## Material supplied:

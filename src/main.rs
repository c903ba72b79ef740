use std::io::Read;
use std::path::PathBuf;
use std::process::ExitCode;
use std::sync::Arc;

use clap::Parser;
use tracing_subscriber::EnvFilter;

use hearth_gateway::auth::{JwksIdentityResolver, OauthClient};
use hearth_gateway::stores::memory::{
    MemoryCredentialStore, MemoryRegistry, MemoryStateStore, StaticIdentityResolver,
};
use hearth_gateway::stores::{EndpointRegistry, IdentityResolver};
use hearth_gateway::{
    DirectiveRouter, EndpointRecord, EnvelopeShapeValidator, GatewayConfig, Services,
};

/// Hearth - smart-home directive gateway
#[derive(Parser)]
#[command(name = "hearth", version, about)]
struct Cli {
    /// Endpoints seed file (JSON array of endpoint records)
    #[arg(short, long, env = "HEARTH_ENDPOINTS")]
    endpoints: Option<PathBuf>,

    /// Directive document to route; reads stdin when omitted
    #[arg(short, long)]
    directive: Option<PathBuf>,

    /// Token accepted as the development user when no JWKS URL is set
    #[arg(long, default_value = "hearth-dev-token")]
    dev_token: String,

    /// Increase verbosity (-v, -vv, -vvv)
    #[arg(short, long, action = clap::ArgAction::Count)]
    verbose: u8,
}

#[tokio::main]
async fn main() -> ExitCode {
    let cli = Cli::parse();
    init_tracing(cli.verbose);

    match run(cli).await {
        Ok(()) => ExitCode::SUCCESS,
        Err(e) => {
            tracing::error!(error = %e, "directive processing failed");
            ExitCode::FAILURE
        }
    }
}

async fn run(cli: Cli) -> anyhow::Result<()> {
    let config = GatewayConfig::from_env();

    let registry = Arc::new(MemoryRegistry::new());
    if let Some(path) = &cli.endpoints {
        let records: Vec<EndpointRecord> = serde_json::from_str(&std::fs::read_to_string(path)?)?;
        for record in records {
            tracing::info!(endpoint_id = %record.endpoint_id, "seeding endpoint");
            registry.upsert_endpoint(record).await?;
        }
    }

    let identity: Arc<dyn IdentityResolver> = match &config.jwks_url {
        Some(jwks_url) => Arc::new(JwksIdentityResolver::new(jwks_url.clone())),
        None => Arc::new(StaticIdentityResolver::new().with_token(&cli.dev_token, "0")),
    };

    let services = Services {
        identity,
        registry,
        state: Arc::new(MemoryStateStore::new()),
        exchanger: Arc::new(OauthClient::new(config.token_url.clone())),
        credentials: Arc::new(MemoryCredentialStore::new()),
    };

    let router = DirectiveRouter::new(services, config.oauth)
        .with_validator(Arc::new(EnvelopeShapeValidator));

    let body = match &cli.directive {
        Some(path) => std::fs::read_to_string(path)?,
        None => {
            let mut buffer = String::new();
            std::io::stdin().read_to_string(&mut buffer)?;
            buffer
        }
    };

    let response = router.route(&body).await;
    println!("{}", serde_json::to_string_pretty(&response)?);
    Ok(())
}

fn init_tracing(verbose: u8) {
    let filter = match verbose {
        0 => "hearth_gateway=info",
        1 => "hearth_gateway=debug",
        _ => "trace",
    };
    tracing_subscriber::fmt()
        .with_env_filter(EnvFilter::try_from_default_env().unwrap_or_else(|_| EnvFilter::new(filter)))
        .init();
}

## Problem details:
If a line of the data contains the string "None", count it; then give the total alone.

## Written solution:
2